Originally published in Arabic by Ma’an News Agency: The West Bank is quietly unraveling. Beneath the surface of daily life, a slow-burning crisis is taking shape, political immobilization, economic suffocation, and deepening public disillusionment are converging into what experts warn could become an explosive breakdown.
With no political horizon in sight and trust in the Palestinian Authority eroding, the region is inching toward a tipping point.
Israeli pressure is intensifying, and the Palestinian leadership is struggling to respond. The term “silent tsunami,” coined by the head of the Palestinian Studies Forum at Tel Aviv University, captures the scale of transformation underway.
He warned that Israel’s accelerated colonialist expansion is designed to lock in a one-state reality—irreversible and unnegotiable.
Yet amid this seismic shift, Palestinians remain largely silent. That silence, he argues, is not apathy but exhaustion.
Many, especially young people, are losing faith in political solutions and leadership. Some now speak openly of a one-state future, on one condition: equal rights and full citizenship.
A Government on the Brink of Bankruptcy
The Palestinian Authority is facing a financial collapse. Israel continues to withhold clearance revenues—roughly 800 million shekels a month—cutting off more than 65 percent of the government’s income.
With international aid drying up, the PA can no longer pay full salaries. Economic activity has slowed across the board, and foreign trade is faltering.
Unemployment in the West Bank has reached 25 percent. Poverty now affects more than 30 percent of the population.
Even those with jobs—especially public sector workers—are slipping into temporary poverty due to irregular wages.
Hebron, once the industrial heart of the Palestinian economy, is now choked by military roadblocks and iron gates that isolate entire districts and block movement.
Kamel Husseini, a board member of Hebron’s Chamber of Commerce, says the closures are strangling trade.
“The gates and barriers are driving up transport costs, cutting off exports and imports. Businesses are scaling back or shutting down. The impact on the national economy is devastating.”
Industrial output has dropped 15 percent in two years. Market activity is down 10 percent. Farmers and merchants are bearing the brunt of the decline. Husseini calls the crisis a product of Israeli siege, weak financial support, and vanishing investment opportunities. “We need urgent intervention,” he says.
Trust Is Fracturing—And Transparency Is Missing
The public’s trust in the government is wearing thin. Analysts say the problem isn’t just economic—it’s informational. Citizens feel left in the dark. Financial data is scarce. Crisis management plans are vague. The result is confusion, anxiety, and growing resentment.
Professor Abdul-Halim Shawar Tamimi, former deputy head of Hebron’s Chamber of Commerce, says the government must adopt a clear and transparent approach.
“People are fixated on salary percentages and payment dates. That narrow focus is creating widespread panic.

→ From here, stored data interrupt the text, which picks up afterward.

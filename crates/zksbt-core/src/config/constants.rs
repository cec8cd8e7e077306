pub const DEFAULT_RPC_URL: &str = "http://127.0.0.1:8545";

pub const DEFAULT_CHAIN_ID: u64 = 31337;

pub const DEFAULT_EVENT_PAGE_SIZE: u64 = 5000;

pub const DEFAULT_TREE_DEPTH: usize = 16;

pub const DEFAULT_MAX_RETRIES: u32 = 3;

/// Unminted certificates are forgotten after an hour.
pub const DEFAULT_PENDING_TTL_SECS: u64 = 3600;

pub const DEFAULT_MAX_PENDING_CERTIFICATES: usize = 10_000;

pub const DEFAULT_OPERATOR_KEY_ENV: &str = "ZKSBT_OPERATOR_KEY";

pub const DEFAULT_ISSUER_KEY_ENV: &str = "ZKSBT_ISSUER_KEY";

We need a roadmap—something concrete that restores confidence.”
Tamimi, a veteran of the business sector, says the economic community is watching closely. “The government announced austerity measures. Now we need to see them implemented. Measurable steps. Real results. That’s how you rebuild trust.”

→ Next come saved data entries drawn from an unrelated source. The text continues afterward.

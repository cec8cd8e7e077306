use ark_bn254::Fr;
use async_trait::async_trait;
use serde::{Deserialize, Serialize};
use std::path::PathBuf;
use zksbt_types::ZksbtResult;

use super::groth16::VerificationKey;
use super::types::NativeProof;
use crate::field::{serde_fr, serde_fr_seq};

/// Compiled circuit handed to the prover.
#[derive(Clone, Debug, PartialEq, Eq, Serialize, Deserialize)]
pub struct CircuitArtifact {
    pub wasm_path: PathBuf,
    pub zkey_path: PathBuf,
}

/// Witness inputs, named the way the circom circuits name their signals.
#[derive(Clone, PartialEq, Eq, Serialize, Deserialize)]
#[serde(rename_all = "camelCase")]
pub struct CircuitInput {
    #[serde(with = "serde_fr")]
    pub identity_trapdoor: Fr,
    #[serde(with = "serde_fr")]
    pub identity_nullifier: Fr,
    pub tree_path_indices: Vec<u8>,
    #[serde(with = "serde_fr_seq")]
    pub tree_siblings: Vec<Fr>,
    #[serde(with = "serde_fr")]
    pub external_nullifier: Fr,
    #[serde(default, skip_serializing_if = "Option::is_none")]
    pub sbt_id: Option<String>,
    #[serde(default, skip_serializing_if = "Option::is_none")]
    pub verify_timestamp: Option<String>,
    #[serde(default, skip_serializing_if = "Option::is_none")]
    pub attribute: Option<String>,
    #[serde(default, skip_serializing_if = "Option::is_none")]
    pub begin: Option<String>,
    #[serde(default, skip_serializing_if = "Option::is_none")]
    pub end: Option<String>,
}

impl std::fmt::Debug for CircuitInput {
    fn fmt(&self, f: &mut std::fmt::Formatter<'_>) -> std::fmt::Result {
        f.debug_struct("CircuitInput")
            .field("depth", &self.tree_siblings.len())
            .field("external_nullifier", &crate::field::fr_to_decimal(&self.external_nullifier))
            .finish_non_exhaustive()
    }
}

#[derive(Clone, Debug, PartialEq, Eq)]
pub struct ProverOutput {
    pub proof: NativeProof,
    pub public_signals: Vec<Fr>,
}

/// Witness generation and Groth16 proving, run outside this crate.
#[async_trait]
pub trait Prover: Send + Sync {
    async fn full_prove(
        &self,
        input: &CircuitInput,
        artifact: &CircuitArtifact,
    ) -> ZksbtResult<ProverOutput>;
}

/// Synchronous and CPU-bound; callers on an async runtime move it to the
/// blocking pool.
pub trait Verifier: Send + Sync {
    fn verify(
        &self,
        vk: &VerificationKey,
        public_signals: &[Fr],
        proof: &NativeProof,
    ) -> ZksbtResult<bool>;
}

Occupation Tightens Its Grip
Meanwhile, Israel is tightening its control over Palestinian cities. Iron gates at urban entrances are isolating entire communities.

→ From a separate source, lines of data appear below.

//! Public-signal layouts.
//!
//! Each circuit fixes the order of its public signals. A profile records that
//! order at compile time together with the leaf scheme its pool uses, so a
//! layout mismatch is a type error rather than a failed verification.

use ark_bn254::Fr;
use zksbt_types::{ZksbtError, ZksbtResult};

use crate::identity::{CredentialBinding, LeafScheme};

#[derive(Clone, Copy, Debug, PartialEq, Eq, Hash)]
pub enum SignalKind {
    IdentityCommitment,
    MerkleRoot,
    NullifierHash,
    ExternalNullifier,
    AttributeHash,
    WindowBegin,
    WindowEnd,
}

pub trait CircuitProfile: Send + Sync + 'static {
    const NAME: &'static str;
    const LEAF_SCHEME: LeafScheme;
    const PUBLIC_SIGNALS: &'static [SignalKind];
}

/// Every membership layout starts with root, nullifier hash and salt.
const fn has_membership_prefix(signals: &[SignalKind]) -> bool {
    signals.len() >= 3
        && matches!(signals[0], SignalKind::MerkleRoot)
        && matches!(signals[1], SignalKind::NullifierHash)
        && matches!(signals[2], SignalKind::ExternalNullifier)
}

/// Plain group membership over raw identity commitments.
pub struct MembershipProfile;

impl CircuitProfile for MembershipProfile {
    const NAME: &'static str = "membership";
    const LEAF_SCHEME: LeafScheme = LeafScheme::Raw;
    const PUBLIC_SIGNALS: &'static [SignalKind] = &[
        SignalKind::MerkleRoot,
        SignalKind::NullifierHash,
        SignalKind::ExternalNullifier,
    ];
}

/// Proof-of-membership range pools; leaves are bound to the sbt id.
pub struct PompProfile;

impl CircuitProfile for PompProfile {
    const NAME: &'static str = "pomp";
    const LEAF_SCHEME: LeafScheme = LeafScheme::SbtBound;
    const PUBLIC_SIGNALS: &'static [SignalKind] = &[
        SignalKind::MerkleRoot,
        SignalKind::NullifierHash,
        SignalKind::ExternalNullifier,
    ];
}

/// Certified leaves that also reveal the attribute hash and a validity window.
pub struct AttributedProfile;

impl CircuitProfile for AttributedProfile {
    const NAME: &'static str = "attributed";
    const LEAF_SCHEME: LeafScheme = LeafScheme::Certified;
    const PUBLIC_SIGNALS: &'static [SignalKind] = &[
        SignalKind::MerkleRoot,
        SignalKind::NullifierHash,
        SignalKind::ExternalNullifier,
        SignalKind::AttributeHash,
        SignalKind::WindowBegin,
        SignalKind::WindowEnd,
    ];
}

/// Knowledge of the secrets behind a public identity commitment. No tree is
/// involved; the backend checks this before handing out a proof key.
pub struct IdentityProfile;

impl CircuitProfile for IdentityProfile {
    const NAME: &'static str = "identity";
    const LEAF_SCHEME: LeafScheme = LeafScheme::Raw;
    const PUBLIC_SIGNALS: &'static [SignalKind] = &[
        SignalKind::IdentityCommitment,
        SignalKind::NullifierHash,
        SignalKind::ExternalNullifier,
    ];
}

const _: () = assert!(has_membership_prefix(MembershipProfile::PUBLIC_SIGNALS));
const _: () = assert!(has_membership_prefix(PompProfile::PUBLIC_SIGNALS));
const _: () = assert!(has_membership_prefix(AttributedProfile::PUBLIC_SIGNALS));

/// Values a public-signal vector is filled from.
#[derive(Clone, Copy)]
pub struct SignalSources<'a> {
    /// `None` for circuits that prove no tree membership.
    pub merkle_root: Option<Fr>,
    pub identity_commitment: Fr,
    pub nullifier_hash: Fr,
    pub salt: Fr,
    pub binding: Option<&'a CredentialBinding>,
}

/// The signal vector a correct proof for these inputs must expose.
pub fn expected_public_signals<C: CircuitProfile>(
    sources: &SignalSources<'_>,
) -> ZksbtResult<Vec<Fr>> {
    let missing = |kind: SignalKind, what: &str| {
        ZksbtError::Config(format!(
            "{} circuit exposes {:?} but {}",
            C::NAME,
            kind,
            what
        ))
    };
    let need_binding = |kind: SignalKind| {
        sources
            .binding
            .ok_or_else(|| missing(kind, "no credential binding was given"))
    };
    let need_window = |kind: SignalKind| {
        need_binding(kind)?
            .window
            .ok_or_else(|| missing(kind, "the binding has no validity window"))
    };

    C::PUBLIC_SIGNALS
        .iter()
        .map(|kind| match kind {
            SignalKind::IdentityCommitment => Ok(sources.identity_commitment),
            SignalKind::MerkleRoot => sources
                .merkle_root
                .ok_or_else(|| missing(*kind, "no group was given")),
            SignalKind::NullifierHash => Ok(sources.nullifier_hash),
            SignalKind::ExternalNullifier => Ok(sources.salt),
            SignalKind::AttributeHash => Ok(need_binding(*kind)?.attribute_hash()),
            SignalKind::WindowBegin => Ok(Fr::from(need_window(*kind)?.begin)),
            SignalKind::WindowEnd => Ok(Fr::from(need_window(*kind)?.end)),
        })
        .collect()
}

In Hebron and Bethlehem, movement is restricted. In southern Hebron, so-called “grazing colonialist outposts” are expanding, colonizers are attacking homes and farmland, trying to force families to leave.
Experts Warn: Collapse May Come Suddenly
Economists and political analysts warn that the West Bank’s social and economic fabric is eroding. The pressure is mounting—political fragmentation, financial siege, declining incomes, and fading hope are forming a volatile mix.
The explosion, they say, may not be just political. It could be social. It could be security-related. And it could come without warning.
The West Bank is facing a layered crisis. Stabilizing the situation will require urgent internal reforms and external support.
International and Arab aid must be revived. Transparency must be restored. These are not just policy goals—they are lifelines. Without them, the slow collapse may become a sudden one.